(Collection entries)
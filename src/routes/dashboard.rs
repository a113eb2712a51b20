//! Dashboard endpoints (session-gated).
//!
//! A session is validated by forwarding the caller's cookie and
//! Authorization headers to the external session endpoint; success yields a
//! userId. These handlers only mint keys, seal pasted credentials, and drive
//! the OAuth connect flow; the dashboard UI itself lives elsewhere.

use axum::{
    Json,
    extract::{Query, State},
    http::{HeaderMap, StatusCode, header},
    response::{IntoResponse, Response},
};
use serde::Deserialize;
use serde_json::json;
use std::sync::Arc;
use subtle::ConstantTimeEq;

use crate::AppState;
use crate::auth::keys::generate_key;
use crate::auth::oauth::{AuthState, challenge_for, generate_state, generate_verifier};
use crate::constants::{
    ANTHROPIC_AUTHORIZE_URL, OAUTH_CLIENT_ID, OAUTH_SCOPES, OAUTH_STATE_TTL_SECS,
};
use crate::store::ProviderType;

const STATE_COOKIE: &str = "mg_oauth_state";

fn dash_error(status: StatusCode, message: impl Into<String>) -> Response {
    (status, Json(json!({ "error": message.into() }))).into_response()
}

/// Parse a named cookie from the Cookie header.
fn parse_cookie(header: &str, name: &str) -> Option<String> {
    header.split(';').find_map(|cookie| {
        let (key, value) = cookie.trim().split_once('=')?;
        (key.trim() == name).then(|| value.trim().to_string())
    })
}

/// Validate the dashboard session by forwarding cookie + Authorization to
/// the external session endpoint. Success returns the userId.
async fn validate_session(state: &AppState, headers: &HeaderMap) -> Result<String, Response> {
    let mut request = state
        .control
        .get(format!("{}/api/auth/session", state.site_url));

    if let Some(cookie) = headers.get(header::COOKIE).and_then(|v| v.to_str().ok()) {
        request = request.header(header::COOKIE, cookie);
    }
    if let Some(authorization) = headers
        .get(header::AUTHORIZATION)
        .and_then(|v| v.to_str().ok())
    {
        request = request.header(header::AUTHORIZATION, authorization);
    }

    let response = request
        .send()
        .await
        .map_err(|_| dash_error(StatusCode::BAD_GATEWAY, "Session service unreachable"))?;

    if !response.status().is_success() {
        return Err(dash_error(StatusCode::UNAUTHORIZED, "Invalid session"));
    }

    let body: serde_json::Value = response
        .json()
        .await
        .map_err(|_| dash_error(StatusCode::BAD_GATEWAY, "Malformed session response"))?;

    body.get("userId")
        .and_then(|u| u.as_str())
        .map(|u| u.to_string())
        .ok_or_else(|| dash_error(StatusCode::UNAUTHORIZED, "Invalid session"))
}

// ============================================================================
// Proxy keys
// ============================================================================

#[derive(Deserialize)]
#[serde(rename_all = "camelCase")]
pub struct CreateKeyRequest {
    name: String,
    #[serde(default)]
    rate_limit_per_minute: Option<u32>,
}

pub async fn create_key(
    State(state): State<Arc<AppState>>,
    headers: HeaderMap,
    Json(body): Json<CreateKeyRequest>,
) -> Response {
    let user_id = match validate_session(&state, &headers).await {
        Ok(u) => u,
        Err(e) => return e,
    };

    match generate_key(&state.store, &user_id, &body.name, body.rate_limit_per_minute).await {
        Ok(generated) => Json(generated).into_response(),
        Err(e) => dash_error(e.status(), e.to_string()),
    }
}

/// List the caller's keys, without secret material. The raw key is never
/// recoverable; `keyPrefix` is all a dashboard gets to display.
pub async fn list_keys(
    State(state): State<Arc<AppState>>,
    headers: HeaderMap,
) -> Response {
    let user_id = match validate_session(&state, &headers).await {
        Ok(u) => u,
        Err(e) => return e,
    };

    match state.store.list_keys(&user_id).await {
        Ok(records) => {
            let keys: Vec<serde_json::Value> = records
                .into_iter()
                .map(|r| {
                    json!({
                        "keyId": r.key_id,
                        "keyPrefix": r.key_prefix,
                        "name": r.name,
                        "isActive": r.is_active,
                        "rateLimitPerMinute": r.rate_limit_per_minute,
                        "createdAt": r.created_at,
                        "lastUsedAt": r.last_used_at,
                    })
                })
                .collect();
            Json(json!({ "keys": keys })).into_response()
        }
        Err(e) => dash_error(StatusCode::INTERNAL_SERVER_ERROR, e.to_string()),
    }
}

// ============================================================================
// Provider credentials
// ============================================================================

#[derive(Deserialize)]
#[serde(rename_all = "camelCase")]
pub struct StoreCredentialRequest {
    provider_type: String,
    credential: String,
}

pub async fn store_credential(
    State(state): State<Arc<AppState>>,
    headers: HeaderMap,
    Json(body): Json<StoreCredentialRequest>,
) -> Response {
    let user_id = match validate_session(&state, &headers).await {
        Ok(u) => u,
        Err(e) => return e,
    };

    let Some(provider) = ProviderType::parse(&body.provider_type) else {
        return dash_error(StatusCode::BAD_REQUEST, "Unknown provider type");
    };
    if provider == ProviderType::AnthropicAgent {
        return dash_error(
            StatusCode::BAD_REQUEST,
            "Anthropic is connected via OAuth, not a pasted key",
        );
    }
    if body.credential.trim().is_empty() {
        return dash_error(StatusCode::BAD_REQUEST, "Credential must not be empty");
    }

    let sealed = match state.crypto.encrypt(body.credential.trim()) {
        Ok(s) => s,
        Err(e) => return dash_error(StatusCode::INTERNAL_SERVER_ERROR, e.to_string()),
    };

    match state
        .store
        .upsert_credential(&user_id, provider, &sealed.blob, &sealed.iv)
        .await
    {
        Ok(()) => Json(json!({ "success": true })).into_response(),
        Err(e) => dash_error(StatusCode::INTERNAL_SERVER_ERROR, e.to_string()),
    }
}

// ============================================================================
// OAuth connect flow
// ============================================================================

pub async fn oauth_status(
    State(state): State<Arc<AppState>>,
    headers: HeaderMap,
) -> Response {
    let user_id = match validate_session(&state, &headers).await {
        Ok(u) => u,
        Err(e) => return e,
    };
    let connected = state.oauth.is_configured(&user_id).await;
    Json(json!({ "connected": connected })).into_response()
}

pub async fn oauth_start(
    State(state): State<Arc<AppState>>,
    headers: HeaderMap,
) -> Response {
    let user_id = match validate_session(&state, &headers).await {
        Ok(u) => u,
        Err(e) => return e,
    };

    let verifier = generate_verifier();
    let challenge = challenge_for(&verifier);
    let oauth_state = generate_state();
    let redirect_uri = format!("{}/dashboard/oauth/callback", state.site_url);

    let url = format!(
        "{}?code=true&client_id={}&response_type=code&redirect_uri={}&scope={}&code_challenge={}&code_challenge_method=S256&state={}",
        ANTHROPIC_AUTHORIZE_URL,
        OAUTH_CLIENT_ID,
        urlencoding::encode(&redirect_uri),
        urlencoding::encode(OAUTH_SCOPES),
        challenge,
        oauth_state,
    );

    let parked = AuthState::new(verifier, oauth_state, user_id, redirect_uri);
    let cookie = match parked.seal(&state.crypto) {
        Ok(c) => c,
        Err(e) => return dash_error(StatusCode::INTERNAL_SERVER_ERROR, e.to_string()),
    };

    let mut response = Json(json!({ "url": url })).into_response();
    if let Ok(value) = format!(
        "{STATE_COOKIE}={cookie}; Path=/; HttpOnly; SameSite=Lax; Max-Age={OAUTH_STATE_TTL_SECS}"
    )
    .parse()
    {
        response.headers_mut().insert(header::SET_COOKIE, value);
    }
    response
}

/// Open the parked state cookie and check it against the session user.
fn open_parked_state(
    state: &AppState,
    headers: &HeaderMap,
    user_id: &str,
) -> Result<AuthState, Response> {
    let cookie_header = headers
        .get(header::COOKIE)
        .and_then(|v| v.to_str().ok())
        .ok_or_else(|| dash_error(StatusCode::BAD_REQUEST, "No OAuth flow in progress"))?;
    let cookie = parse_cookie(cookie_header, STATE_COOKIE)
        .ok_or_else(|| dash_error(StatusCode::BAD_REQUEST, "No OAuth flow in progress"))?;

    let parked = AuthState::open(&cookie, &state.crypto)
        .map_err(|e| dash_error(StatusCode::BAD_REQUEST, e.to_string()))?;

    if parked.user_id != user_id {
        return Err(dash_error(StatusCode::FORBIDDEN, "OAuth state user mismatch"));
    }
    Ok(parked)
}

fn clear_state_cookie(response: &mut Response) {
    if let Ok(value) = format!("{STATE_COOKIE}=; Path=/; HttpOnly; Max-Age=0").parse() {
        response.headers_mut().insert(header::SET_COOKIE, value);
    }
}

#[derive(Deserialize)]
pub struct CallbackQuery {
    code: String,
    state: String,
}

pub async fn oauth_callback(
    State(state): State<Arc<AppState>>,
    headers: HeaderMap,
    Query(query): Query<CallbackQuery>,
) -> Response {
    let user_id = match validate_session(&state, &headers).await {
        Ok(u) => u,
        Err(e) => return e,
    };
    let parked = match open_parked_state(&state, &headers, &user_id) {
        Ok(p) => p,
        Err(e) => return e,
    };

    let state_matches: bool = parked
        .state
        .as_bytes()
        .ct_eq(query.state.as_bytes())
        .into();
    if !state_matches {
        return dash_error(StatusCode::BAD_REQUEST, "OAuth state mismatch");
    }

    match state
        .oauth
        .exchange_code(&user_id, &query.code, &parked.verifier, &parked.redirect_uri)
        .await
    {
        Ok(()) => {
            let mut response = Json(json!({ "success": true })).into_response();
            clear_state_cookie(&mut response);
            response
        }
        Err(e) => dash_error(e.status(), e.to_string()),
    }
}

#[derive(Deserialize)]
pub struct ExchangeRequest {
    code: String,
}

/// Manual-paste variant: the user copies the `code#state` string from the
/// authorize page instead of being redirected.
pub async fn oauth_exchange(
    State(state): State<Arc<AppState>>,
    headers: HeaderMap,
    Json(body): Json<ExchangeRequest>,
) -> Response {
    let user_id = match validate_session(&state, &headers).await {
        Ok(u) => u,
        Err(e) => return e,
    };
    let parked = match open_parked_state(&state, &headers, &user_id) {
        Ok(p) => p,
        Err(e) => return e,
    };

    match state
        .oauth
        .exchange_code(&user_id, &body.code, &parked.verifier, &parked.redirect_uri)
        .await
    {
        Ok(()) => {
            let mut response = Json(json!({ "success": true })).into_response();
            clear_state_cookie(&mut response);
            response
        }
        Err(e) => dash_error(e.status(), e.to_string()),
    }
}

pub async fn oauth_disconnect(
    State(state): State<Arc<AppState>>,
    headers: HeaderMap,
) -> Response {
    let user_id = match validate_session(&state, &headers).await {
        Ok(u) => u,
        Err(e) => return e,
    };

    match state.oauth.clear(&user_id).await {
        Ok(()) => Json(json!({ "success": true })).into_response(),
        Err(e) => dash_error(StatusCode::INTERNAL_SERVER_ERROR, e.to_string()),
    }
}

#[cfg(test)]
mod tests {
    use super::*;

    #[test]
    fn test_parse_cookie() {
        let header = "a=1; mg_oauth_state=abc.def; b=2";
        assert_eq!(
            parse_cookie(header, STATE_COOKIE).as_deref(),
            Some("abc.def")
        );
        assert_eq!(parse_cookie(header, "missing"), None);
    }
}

_WHAT YOU HAVE TO DO_: Search the data above for the string "sealed" and report each line that holds it.

_SOLUTION BELOW_:
    let sealed = match state.crypto.encrypt(body.credential.trim()) {
        .upsert_credential(&user_id, provider, &sealed.blob, &sealed.iv)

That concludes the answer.